(Dataset entries)
----------

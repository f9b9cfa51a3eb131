//! Build report rendering.

use crate::config::OutputFormat;
use console::style;
use serde::Serialize;
use trellis_core::ids::BuildId;
use trellis_core::run::{BuildResult, BuildStatus, DeployOutcome, ExecutionResult, JobStatus};

/// Lines of output shown for each job that did not succeed.
const OUTPUT_TAIL_LINES: usize = 20;

/// Serialized form of a finished run.
#[derive(Debug, Serialize)]
pub struct Report<'a> {
    pub name: &'a str,
    pub build_id: BuildId,
    pub status: BuildStatus,
    pub passed: usize,
    pub failed: usize,
    pub results: &'a [ExecutionResult],
    pub deploy: &'a DeployOutcome,
}

impl<'a> Report<'a> {
    pub fn new(name: &'a str, build: &'a BuildResult, deploy: &'a DeployOutcome) -> Self {
        Self {
            name,
            build_id: build.build_id,
            status: build.status(),
            passed: build.passed(),
            failed: build.failed(),
            results: &build.results,
            deploy,
        }
    }

    pub fn render(&self, format: OutputFormat) -> anyhow::Result<String> {
        Ok(match format {
            OutputFormat::Table => self.table(),
            OutputFormat::Json => serde_json::to_string_pretty(self)?,
            OutputFormat::Yaml => serde_yaml::to_string(self)?,
        })
    }

    fn table(&self) -> String {
        let mut out = String::new();
        let width = self.results.iter().map(|r| r.label.len()).max().unwrap_or(0);

        out.push_str(&format!("\n{}\n", style("Jobs").bold()));
        for result in self.results {
            out.push_str(&format!(
                "  {} [{}] {:<width$}  {}\n",
                status_icon(result),
                result.index,
                result.label,
                style(describe(result)).dim(),
                width = width
            ));
        }

        for result in self.results.iter().filter(|r| !r.status.is_success()) {
            if result.output.is_empty() {
                continue;
            }
            out.push_str(&format!("\n{} {}\n", style("──").dim(), style(&result.label).bold()));
            let lines: Vec<&str> = result.output.lines().collect();
            let start = lines.len().saturating_sub(OUTPUT_TAIL_LINES);
            for line in &lines[start..] {
                out.push_str(&format!("  | {}\n", line));
            }
        }

        out.push('\n');
        let summary = format!("{} passed, {} failed", self.passed, self.failed);
        match self.status {
            BuildStatus::Success => out.push_str(&format!(
                "{} Build passed ({})\n",
                style("✓").green().bold(),
                summary
            )),
            BuildStatus::Failure => out.push_str(&format!(
                "{} Build failed ({})\n",
                style("✗").red().bold(),
                summary
            )),
            BuildStatus::Cancelled => out.push_str(&format!(
                "{} Build cancelled ({})\n",
                style("!").yellow().bold(),
                summary
            )),
        }

        out.push_str(&format!("{}\n", deploy_line(self.deploy)));
        out
    }
}

fn status_icon(result: &ExecutionResult) -> String {
    match result.status {
        JobStatus::Success => style("✓").green().to_string(),
        JobStatus::Cancelled => style("-").yellow().to_string(),
        _ if result.allow_failure => style("✗").yellow().to_string(),
        _ => style("✗").red().to_string(),
    }
}

fn describe(result: &ExecutionResult) -> String {
    let duration = result
        .duration_ms()
        .map(|ms| format!("{:.2}s", ms as f64 / 1000.0))
        .unwrap_or_default();
    match (&result.reason, result.allow_failure) {
        (Some(reason), true) => format!("{} {} (allowed)", duration, reason),
        (Some(reason), false) => format!("{} {}", duration, reason),
        (None, _) => duration,
    }
}

/// One-line deploy summary, printed as its own section.
pub fn deploy_line(deploy: &DeployOutcome) -> String {
    match deploy {
        DeployOutcome::NotRun { reason } => {
            format!("{} Deploy skipped: {}", style("i").blue(), reason)
        }
        DeployOutcome::Succeeded { .. } => format!("{} Deploy succeeded", style("✓").green()),
        DeployOutcome::Failed { exit_code, output } => {
            let code = exit_code.map_or_else(|| "no exit code".to_string(), |c| format!("exit {}", c));
            let mut line = format!("{} Deploy failed ({})", style("✗").red(), code);
            for l in output.lines() {
                line.push_str(&format!("\n  | {}", l));
            }
            line
        }
    }
}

----------

What you have to do – Above are the records; copy exactly the lines from the line with "let duration = result" through the line with "(Some(reason), true) =>", both included.

Answer space –
    let duration = result
        .duration_ms()
        .map(|ms| format!("{:.2}s", ms as f64 / 1000.0))
        .unwrap_or_default();
    match (&result.reason, result.allow_failure) {
        (Some(reason), true) => format!("{} {} (allowed)", duration, reason),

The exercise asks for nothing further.